Ian Chau, MD: Yes, because I think that some data, which Yelena alluded to, are retrospective—some of them are registry based—so I think there always could be potential bias into that and may potentially overestimate the benefit of continued trastuzumab. So, I think that in Japan, they have finished recruitment of a randomized study—although I understand it’s a randomized phase II study—of first-line trastuzumab-based chemotherapy, and then they were randomized to paclitaxel or paclitaxel plus continued trastuzumab. Is it called FELIX?

Kohei Shitara, MD: Exactly. We started this trial before the approval of ramucirumab, so we compare paclitaxel and paclitaxel/trastuzumab beyond progression for 90 patients after first-line therapy. We already finished recruitment, and we are waiting for the results. I agree with Yelena’s comment that to take a biopsy before second-line therapy is very important. We also have a similar experience of ROS/HER2 in approximately 20% of patients and their emergence over other oncogenic alterations such as MET or EGFR. I also have such patients. These patients might be good candidates for other clinical trials after second- or third-line chemotherapy. But regarding the RAINBOW data, we have a subgroup analysis, which was information submitted for their EMA, that shows a clear trend of improvement even for the HER2-positive disease with the ramucirumab. So, as a clinical practice, we use paclitaxel plus ramucirumab for HER2-positive disease.

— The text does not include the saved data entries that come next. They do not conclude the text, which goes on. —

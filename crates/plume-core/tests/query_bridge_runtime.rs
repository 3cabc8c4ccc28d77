use std::path::PathBuf;
use std::time::{SystemTime, UNIX_EPOCH};

use plume_core::host::sqlite::Notice;
use plume_core::host::{Executor, LogLevel, QueryResult, RoutineKind};
use plume_core::{
    CallOutcome, CallRequest, Datum, PlumeError, RoutineDefinition, Runtime, RuntimeConfig,
    SqliteHost,
};

fn temp_db_path(tag: &str) -> PathBuf {
    let mut path = std::env::temp_dir();
    let nanos = SystemTime::now()
        .duration_since(UNIX_EPOCH)
        .unwrap_or_default()
        .as_nanos();
    path.push(format!("plume_query_bridge_{tag}_{nanos}.sqlite"));
    path
}

fn runtime(tag: &str) -> Runtime<SqliteHost> {
    let host = SqliteHost::open(temp_db_path(tag)).expect("open host db");
    Runtime::new(host, RuntimeConfig::default()).expect("create runtime")
}

fn define(rt: &Runtime<SqliteHost>, name: &str, args: &[&str], returns: &str, source: &str) -> u32 {
    let def = RoutineDefinition::function(name, args, returns, source).expect("routine definition");
    rt.host_mut().create_routine(&def).expect("create routine")
}

fn define_procedure(rt: &Runtime<SqliteHost>, name: &str, source: &str) -> u32 {
    let def = RoutineDefinition::function(name, &[], "void", source)
        .expect("procedure definition")
        .with_kind(RoutineKind::Procedure);
    rt.host_mut().create_routine(&def).expect("create procedure")
}

fn column_values(rt: &Runtime<SqliteHost>, sql: &str) -> Vec<Datum> {
    match rt.host_mut().execute(sql, &[]).expect("run host query") {
        QueryResult::Rows(set) => set.rows.into_iter().map(|mut row| row.remove(0)).collect(),
        other => panic!("expected rows, got {other:?}"),
    }
}

#[test]
fn execute_returns_rows_and_affected_counts() {
    let mut rt = runtime("execute");
    let count = define(
        &rt,
        "insert_and_count",
        &[],
        "int4",
        r#"
plume.execute("CREATE TABLE items (id INTEGER, label TEXT)")
local inserted = plume.execute("INSERT INTO items VALUES ($1, $2), ($3, $4)", 1, "one", 2, "two")
local rows = plume.execute("SELECT id, label FROM items WHERE id > $1 ORDER BY id", { 0 })
return inserted * 100 + #rows * 10 + rows[2].id"#,
    );
    let outcome = rt.call(CallRequest::new(count, Vec::new())).expect("call");
    assert_eq!(outcome, CallOutcome::Value(Datum::Int4(222)));
    assert_eq!(rt.stats().statements, 3);

    let mismatch = define(
        &rt,
        "bad_params",
        &[],
        "int4",
        r#"return plume.execute("SELECT $1 AS v", 1, 2)"#,
    );
    let err = rt.call(CallRequest::new(mismatch, Vec::new())).expect_err("param count");
    assert!(
        err.to_string().contains("expected 1 parameters but 2 were passed"),
        "{err}"
    );
}

#[test]
fn failed_statements_leave_no_partial_effects() {
    let mut rt = runtime("statement_atomicity");
    rt.host_mut()
        .execute("CREATE TABLE uniq (id INTEGER PRIMARY KEY)", &[])
        .expect("create table");
    let insert = define(
        &rt,
        "insert_twice",
        &[],
        "void",
        r#"
plume.execute("INSERT INTO uniq VALUES (1)")
local ok = pcall(plume.execute, "INSERT INTO uniq VALUES (2), (1)")
assert(not ok, "duplicate key should fail")
plume.execute("INSERT INTO uniq VALUES (3)")"#,
    );
    rt.call(CallRequest::new(insert, Vec::new())).expect("call");
    assert_eq!(
        column_values(&rt, "SELECT id FROM uniq ORDER BY id"),
        [Datum::Int4(1), Datum::Int4(3)]
    );
}

#[test]
fn subtransactions_roll_back_only_their_own_work() {
    let mut rt = runtime("subtransaction");
    rt.host_mut()
        .execute("CREATE TABLE items (id INTEGER)", &[])
        .expect("create table");
    let work = define(
        &rt,
        "work",
        &[],
        "text",
        r#"
plume.execute("INSERT INTO items VALUES (1)")
local ok, err = pcall(plume.subtransaction, function()
  plume.execute("INSERT INTO items VALUES (2)")
  error("boom")
end)
local value = plume.subtransaction(function()
  plume.execute("INSERT INTO items VALUES (3)")
  return "kept"
end)
return tostring(ok) .. ":" .. value"#,
    );
    let outcome = rt.call(CallRequest::new(work, Vec::new())).expect("call");
    assert_eq!(outcome, CallOutcome::Value(Datum::text("false:kept")));
    assert_eq!(
        column_values(&rt, "SELECT id FROM items ORDER BY id"),
        [Datum::Int4(1), Datum::Int4(3)]
    );
}

#[test]
fn failed_statements_inside_a_subtransaction_undo_its_earlier_work() {
    let mut rt = runtime("subtransaction_sql_error");
    rt.host_mut()
        .execute("CREATE TABLE keyed (id INTEGER PRIMARY KEY)", &[])
        .expect("create table");
    let work = define(
        &rt,
        "keyed_work",
        &[],
        "text",
        r#"
plume.execute("INSERT INTO keyed VALUES (1)")
local ok, err = pcall(plume.subtransaction, function()
  plume.execute("INSERT INTO keyed VALUES (2)")
  plume.execute("INSERT INTO keyed VALUES (1)")
end)
plume.execute("INSERT INTO keyed VALUES (4)")
return tostring(ok) .. ":" .. tostring(err ~= nil)"#,
    );
    let outcome = rt.call(CallRequest::new(work, Vec::new())).expect("call");
    assert_eq!(outcome, CallOutcome::Value(Datum::text("false:true")));
    assert_eq!(
        column_values(&rt, "SELECT id FROM keyed ORDER BY id"),
        [Datum::Int4(1), Datum::Int4(4)]
    );
}

#[test]
fn plans_and_cursors_walk_results() {
    let mut rt = runtime("cursor");
    rt.host_mut()
        .execute("CREATE TABLE nums (v INTEGER)", &[])
        .expect("create table");
    let walk = define(
        &rt,
        "walk",
        &[],
        "int4",
        r#"
for i = 1, 5 do plume.execute("INSERT INTO nums VALUES ($1)", i) end
local plan = plume.prepare("SELECT v FROM nums WHERE v > $1 ORDER BY v", { "int4" })
local cursor = plan:cursor(1)
local first = cursor:fetch()
local rest = cursor:fetch(10)
local done = cursor:fetch()
cursor:move(-2)
local back = cursor:fetch()
cursor:close()
local again = plan:execute({ 3 })
plan:free()
assert(done == nil, "cursor should be exhausted")
return first.v * 1000 + #rest * 100 + back.v * 10 + #again"#,
    );
    let outcome = rt.call(CallRequest::new(walk, Vec::new())).expect("call");
    assert_eq!(outcome, CallOutcome::Value(Datum::Int4(2352)));
}

#[test]
fn freed_handles_are_rejected() {
    let mut rt = runtime("freed");
    let freed_plan = define(
        &rt,
        "freed_plan",
        &[],
        "void",
        r#"
local plan = plume.prepare("SELECT 1 AS one")
plan:free()
plan:execute()"#,
    );
    let err = rt.call(CallRequest::new(freed_plan, Vec::new())).expect_err("freed plan");
    assert_eq!(
        err,
        PlumeError::InvalidHandle("plan has already been freed".to_string())
    );

    let closed_cursor = define(
        &rt,
        "closed_cursor",
        &[],
        "void",
        r#"
local cursor = plume.prepare("SELECT 1 AS one"):cursor()
cursor:close()
cursor:fetch()"#,
    );
    let err = rt
        .call(CallRequest::new(closed_cursor, Vec::new()))
        .expect_err("closed cursor");
    assert!(matches!(err, PlumeError::InvalidHandle(_)), "{err:?}");
}

#[test]
fn transaction_control_requires_a_nonatomic_procedure() {
    let mut rt = runtime("commit");
    rt.host_mut()
        .execute("CREATE TABLE log (msg TEXT)", &[])
        .expect("create table");

    let atomic = define(&rt, "atomic_commit", &[], "void", "plume.commit()");
    let err = rt.call(CallRequest::new(atomic, Vec::new())).expect_err("atomic commit");
    assert_eq!(
        err,
        PlumeError::Transaction("invalid transaction termination".to_string())
    );

    let proc = define_procedure(
        &rt,
        "batch",
        r#"
plume.execute("INSERT INTO log VALUES ('kept')")
plume.commit()
plume.execute("INSERT INTO log VALUES ('dropped')")
plume.rollback()"#,
    );
    rt.host_mut().commit().expect("commit setup");
    let err = rt.call(CallRequest::new(proc, Vec::new())).expect_err("atomic call");
    assert!(matches!(err, PlumeError::Transaction(_)), "{err:?}");
    rt.host_mut().rollback().expect("discard failed attempt");

    rt.call(CallRequest::new(proc, Vec::new()).nonatomic())
        .expect("nonatomic call");
    assert_eq!(column_values(&rt, "SELECT msg FROM log"), [Datum::text("kept")]);

    let nested = define_procedure(
        &rt,
        "nested_commit",
        "plume.subtransaction(function() plume.commit() end)",
    );
    let err = rt
        .call(CallRequest::new(nested, Vec::new()).nonatomic())
        .expect_err("commit inside subtransaction");
    assert!(err.to_string().contains("subtransaction is active"), "{err}");
}

#[test]
fn inline_blocks_run_in_the_current_role() {
    let mut rt = runtime("inline");
    rt.inline(
        "plume.execute(\"CREATE TABLE t (v INTEGER)\")\nplume.execute(\"INSERT INTO t VALUES (42)\")",
        false,
    )
    .expect("inline block");
    assert_eq!(column_values(&rt, "SELECT v FROM t"), [Datum::Int4(42)]);

    let err = rt.inline("plume.commit()", false).expect_err("atomic inline");
    assert!(matches!(err, PlumeError::Transaction(_)), "{err:?}");
    rt.inline("plume.commit()", true).expect("nonatomic inline");
}

#[test]
fn find_routine_checks_execute_privilege() {
    let mut rt = runtime("privilege");
    let secret = define(&rt, "secret", &["x int4"], "int4", "return x * 3");
    let caller = define(
        &rt,
        "caller",
        &[],
        "int4",
        r#"local f = plume.findRoutine("secret(int4)")
return f(14)"#,
    );
    assert_eq!(
        rt.call(CallRequest::new(caller, Vec::new())).expect("superuser call"),
        CallOutcome::Value(Datum::Int4(42))
    );

    rt.host_mut().set_role(30);
    match rt.call(CallRequest::new(caller, Vec::new())) {
        Err(PlumeError::Host(err)) => {
            assert_eq!(err.sqlstate.as_deref(), Some("42501"));
            assert!(err.message.contains("permission denied"), "{}", err.message);
        }
        other => panic!("expected permission error, got {other:?}"),
    }

    rt.host_mut()
        .grant_execute(secret, 30)
        .expect("grant execute");
    assert_eq!(
        rt.call(CallRequest::new(caller, Vec::new())).expect("granted call"),
        CallOutcome::Value(Datum::Int4(42))
    );

    let missing = define(&rt, "missing", &[], "int4", r#"return plume.findRoutine("nope")()"#);
    let err = rt.call(CallRequest::new(missing, Vec::new())).expect_err("missing routine");
    assert!(err.to_string().contains("does not exist"), "{err}");
}

#[test]
fn modules_load_once_per_context() {
    let mut rt = runtime("modules");
    rt.host_mut()
        .define_module("util", "loads = (loads or 0) + 1\nreturn { double = function(x) return x * 2 end }")
        .expect("define module");
    let use_util = define(
        &rt,
        "use_util",
        &["n int4"],
        "int4",
        r#"local util = plume.loadModule("util")
local again = plume.loadModule("util")
assert(util == again)
return util.double(n) + loads"#,
    );
    assert_eq!(
        rt.call(CallRequest::new(use_util, vec![Datum::Int4(20)])).expect("call"),
        CallOutcome::Value(Datum::Int4(41))
    );
    assert_eq!(
        rt.call(CallRequest::new(use_util, vec![Datum::Int4(20)])).expect("call again"),
        CallOutcome::Value(Datum::Int4(41))
    );

    let missing = define(&rt, "no_module", &[], "void", r#"plume.loadModule("absent")"#);
    let err = rt.call(CallRequest::new(missing, Vec::new())).expect_err("missing module");
    assert!(err.to_string().contains("module absent not found"), "{err}");
}

#[test]
fn log_messages_reach_the_host() {
    let mut rt = runtime("log");
    let chatty = define(
        &rt,
        "chatty",
        &[],
        "void",
        r#"plume.log(NOTICE, "hello", 42, { a = 1 })
plume.log(WARNING, "careful")"#,
    );
    rt.call(CallRequest::new(chatty, Vec::new())).expect("call");
    let notices = rt.host_mut().take_notices();
    assert_eq!(
        notices,
        [
            Notice {
                level: LogLevel::Notice,
                message: r#"hello 42 {"a":1}"#.to_string(),
            },
            Notice {
                level: LogLevel::Warning,
                message: "careful".to_string(),
            },
        ]
    );

    let fail = define(&rt, "fail", &[], "void", r#"plume.log(ERROR, "stop here")"#);
    match rt.call(CallRequest::new(fail, Vec::new())) {
        Err(PlumeError::Host(err)) => assert_eq!(err.message, "stop here"),
        other => panic!("expected a host error, got {other:?}"),
    }

    let bogus = define(&rt, "bogus_level", &[], "void", r#"plume.log(99, "x")"#);
    let err = rt.call(CallRequest::new(bogus, Vec::new())).expect_err("bad level");
    assert!(matches!(err, PlumeError::ArgumentType(_)), "{err:?}");
}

Manish A. Shah, MD: So, I would just come back to the idea that HER2-positive gastric cancer is not the same thing as HER2-positive breast cancer. And we actually have more negative studies targeting HER2 in gastric cancer, 4 out of 5, compared with all the studies in breast cancer. I think that I would—really with a grain of salt—use trastuzumab beyond progression. If you were going to, a biopsy is absolutely important. But I think that you have actually active drugs—Taxol, ramucirumab, irinotecan, maybe a PD-1 inhibitor—and I’d hate for you not to use something that’s proven in that setting.